- Wyatt Location within Mississippi Wyatt Location within the United States
- Coordinates: 34°32′56″N 89°34′07″W﻿ / ﻿34.54889°N 89.56861°W
- Country: United States
- State: Mississippi
- County: Lafayette
- Established: 1836
- Elevation: 331 ft (101 m)

Population
- • Total: 0
- Time zone: UTC-6 (Central (CST))
- • Summer (DST): UTC-5 (CDT)
- Area code: 662

= Wyatt, Mississippi =

Wyatt is a former town in Lafayette County, Mississippi. It was located on the banks of the Tallahatchie River, and is located Southeast of Blackwater.

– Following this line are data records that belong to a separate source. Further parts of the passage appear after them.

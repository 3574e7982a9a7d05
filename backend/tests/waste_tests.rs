//! Waste management tests
//!
//! Tests for writing off expired stock including:
//! - Expired items are the removal candidates (Scenario D)
//! - Waste is logged with its own movement type
//! - Bulk removal deactivates items atomically

mod common;

use common::*;
use gebeya_backend::error::AppError;
use gebeya_backend::services::inventory::InventoryService;
use gebeya_backend::services::waste::{RemoveWasteInput, WasteService, EXPIRED_REMOVAL_NOTE};
use gebeya_backend::store::MovementFilter;
use gebeya_backend::DynStore;
use shared::{generate_alerts, AlertType, MovementType, Priority};
use uuid::Uuid;

struct Shelf {
    store: DynStore,
    owner_id: Uuid,
    inventory: InventoryService,
    waste: WasteService,
}

impl Shelf {
    fn new() -> Self {
        let store = memory_store();
        Self {
            store: store.clone(),
            owner_id: owner(),
            inventory: InventoryService::new(store.clone(), settings()),
            waste: WasteService::new(store),
        }
    }

    async fn stock(&self, name: &str, quantity: i32, expires_in: Option<i64>) -> Uuid {
        let mut input = item_input(name, quantity);
        input.expiry_date = expires_in.map(days_from_today);
        self.inventory
            .add_item(self.owner_id, input, now())
            .await
            .unwrap()
            .item
            .id
    }
}

fn remove(quantity: i32) -> RemoveWasteInput {
    RemoveWasteInput {
        quantity,
        note: None,
    }
}

// ============================================================================
// Unit Tests
// ============================================================================

#[cfg(test)]
mod unit_tests {
    use super::*;

    /// Scenario D
    #[tokio::test]
    async fn test_expired_item_is_flagged_everywhere() {
        let shelf = Shelf::new();
        let item_id = shelf.stock("Yogurt", 4, Some(-1)).await;

        let view = shelf
            .inventory
            .get_item(shelf.owner_id, item_id, now())
            .await
            .unwrap()
            .item;
        assert!(view.is_expired);
        assert_eq!(view.days_until_expiry, Some(-1));
        assert_eq!(view.priority, Priority::High);

        let items = shelf.inventory.active_items(shelf.owner_id).await.unwrap();
        let alerts = generate_alerts(&items, now());
        assert_eq!(alerts.len(), 1);
        assert_eq!(alerts[0].alert_type, AlertType::Expired);

        let summary = shelf.waste.waste_summary(shelf.owner_id, now()).await.unwrap();
        assert_eq!(summary.expired_items, 1);
        assert_eq!(summary.items[0].item_id, item_id);
    }

    #[tokio::test]
    async fn test_partial_removal_logs_waste_movement() {
        let shelf = Shelf::new();
        let item_id = shelf.stock("Cheese", 10, Some(-3)).await;

        let view = shelf
            .waste
            .remove_partial_quantity(shelf.owner_id, item_id, remove(4), now())
            .await
            .unwrap();

        assert_eq!(view.item.quantity, 6);
        let movements = shelf.inventory.movements(shelf.owner_id, item_id).await.unwrap();
        assert_eq!(movements[0].movement_type, MovementType::Waste);
        assert_eq!(movements[0].quantity_change, -4);
    }

    #[tokio::test]
    async fn test_partial_removal_clamped_to_stock() {
        let shelf = Shelf::new();
        let item_id = shelf.stock("Milk", 3, Some(-1)).await;

        let view = shelf
            .waste
            .remove_partial_quantity(shelf.owner_id, item_id, remove(10), now())
            .await
            .unwrap();

        assert_eq!(view.item.quantity, 0);
        let movements = shelf.inventory.movements(shelf.owner_id, item_id).await.unwrap();
        assert_eq!(movements[0].quantity_change, -3);
    }

    #[tokio::test]
    async fn test_fresh_item_cannot_be_wasted() {
        let shelf = Shelf::new();
        let dated = shelf.stock("Honey", 5, Some(30)).await;
        let undated = shelf.stock("Salt", 5, None).await;

        for item_id in [dated, undated] {
            let err = shelf
                .waste
                .remove_partial_quantity(shelf.owner_id, item_id, remove(1), now())
                .await
                .unwrap_err();
            assert!(matches!(err, AppError::Validation { .. }));
        }
    }

    #[tokio::test]
    async fn test_remove_all_expired() {
        let shelf = Shelf::new();
        let old = shelf.stock("Old bread", 4, Some(-2)).await;
        let empty = shelf.stock("Old milk", 0, Some(-1)).await;
        let today = shelf.stock("Today", 7, Some(0)).await;
        let fresh = shelf.stock("Fresh", 9, Some(10)).await;

        let removal = shelf.waste.remove_all_expired(shelf.owner_id, now()).await.unwrap();

        assert_eq!(removal.items_removed, 2);
        assert_eq!(removal.quantity_removed, 4);
        assert_eq!(removal.value_removed, dec("400"));
        assert!(removal.item_ids.contains(&old));
        assert!(removal.item_ids.contains(&empty));

        let active: Vec<Uuid> = shelf
            .inventory
            .active_items(shelf.owner_id)
            .await
            .unwrap()
            .into_iter()
            .map(|i| i.id)
            .collect();
        assert_eq!(active.len(), 2);
        assert!(active.contains(&today));
        assert!(active.contains(&fresh));

        let after = shelf.waste.waste_summary(shelf.owner_id, now()).await.unwrap();
        assert_eq!(after.expired_items, 0);
        assert_eq!(after.waste_value, dec("0"));
        assert_eq!(after.recorded_waste_quantity, 4);
    }

    #[tokio::test]
    async fn test_remove_all_expired_logs_note() {
        let shelf = Shelf::new();
        shelf.stock("Old bread", 4, Some(-2)).await;

        let removal = shelf.waste.remove_all_expired(shelf.owner_id, now()).await.unwrap();
        assert_eq!(removal.items_removed, 1);

        let movements = shelf
            .store
            .list_movements(shelf.owner_id, &MovementFilter::of_type(MovementType::Waste))
            .await
            .unwrap();
        assert_eq!(movements.len(), 1);
        assert_eq!(movements[0].previous_quantity, 4);
        assert_eq!(movements[0].new_quantity, 0);
        assert_eq!(movements[0].note.as_deref(), Some(EXPIRED_REMOVAL_NOTE));
    }

    #[tokio::test]
    async fn test_remove_all_expired_with_nothing_expired() {
        let shelf = Shelf::new();
        shelf.stock("Fresh", 9, Some(10)).await;

        let removal = shelf.waste.remove_all_expired(shelf.owner_id, now()).await.unwrap();
        assert_eq!(removal.items_removed, 0);
        assert!(removal.item_ids.is_empty());
    }

    #[tokio::test]
    async fn test_waste_summary_values() {
        let shelf = Shelf::new();
        shelf.stock("Expired a", 2, Some(-5)).await;
        shelf.stock("Expired b", 3, Some(-1)).await;
        shelf.stock("Fresh", 100, Some(5)).await;

        let summary = shelf.waste.waste_summary(shelf.owner_id, now()).await.unwrap();
        assert_eq!(summary.expired_items, 2);
        assert_eq!(summary.expired_quantity, 5);
        assert_eq!(summary.waste_value, dec("500"));
        assert_eq!(summary.recorded_waste_quantity, 0);
        // longest expired first
        assert_eq!(summary.items[0].item_name, "Expired a");
        assert_eq!(summary.items[0].days_until_expiry, -5);
    }
}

The town was one of the earliest settlements in the county, being established in 1836 as Mitchell's Bluffs. The settlement was purchased by Wyatt Mitchell and Volney Peel on May, 24th 1837 from a Chickasaw man called Slone Love, who operated the Love's Ferry in the village. The town was incorporated in 1838, with the town being renamed to Wyatt, after Mitchell Wyatt. The town had fourteen business houses, a Masonic Lodge and a large hotel. The town was thought to be destined to be a rival port to Memphis, Tennessee, and was a cotton port for local farmers.

The town was a large shipping port in the 1830s, and was largely developed by Col. Volney Peel, of Marshall County, under the belief that the town would grow into a city. He erected multiple houses and invested into the town, but lost lots of money when the town failed. The town had a gin factory, owned by a Mr. Brooks, who manufactured Brooks Gin at the factory. A bridge was built over the Tallahatchie to replace the old Love's Ferry, and a Turnpike road was built across the swamp by the river.

There is a cemetery in Wyatt, which was open until 1920, and was maintained until the 1950s. Some graves have since been lost due to erosion, theft and vandalism.

The town declined after the Panic of 1837, and by the bypass of the town by the Mississippi Central Railroad in 1857, and was completely depopulated by the 1870s.

Residents of the town included Thomas H. Allen of Memphis and New Orleans, A. Gillis, Andrew Peterson, Major Alston, Dr. R. O. Carter, Dr. Edward McMucken, and Dr. Robert Watt (d. 1843), a physician, who studied under Dr. Gregory, and purchased a plantation near Wyatt and established an office there. The last resident, Mr. McConley moved to Abbeville, Lafayette by 1902.

During the American Civil War, the 5th Mississippi Cavalry Regiment guarded the Wyatt Bridge crossing in early October 1864, and fought the Battle of Wyatt on the site of the town on October 13th, and the town as completely burned by Federal Forces. The confederate army lost 9 men, and 28 were wounded. The federal army lost 6 men and 20 were wounded.

The site of the town was partially flooded by the construction of the Sardis Lake (Mississippi) in the 1930s, with the rest now being woodland.

== Wyatt Bridge and Wyatt Crossing ==
Wyatt Bridge was a hamlet Southwest of Wyatt, and emerged during the Mid 19th Century at the crossing point over the Tallahatchee. It was largely depopulated by the 1940s, and is now the locality of Wyatt Crossing.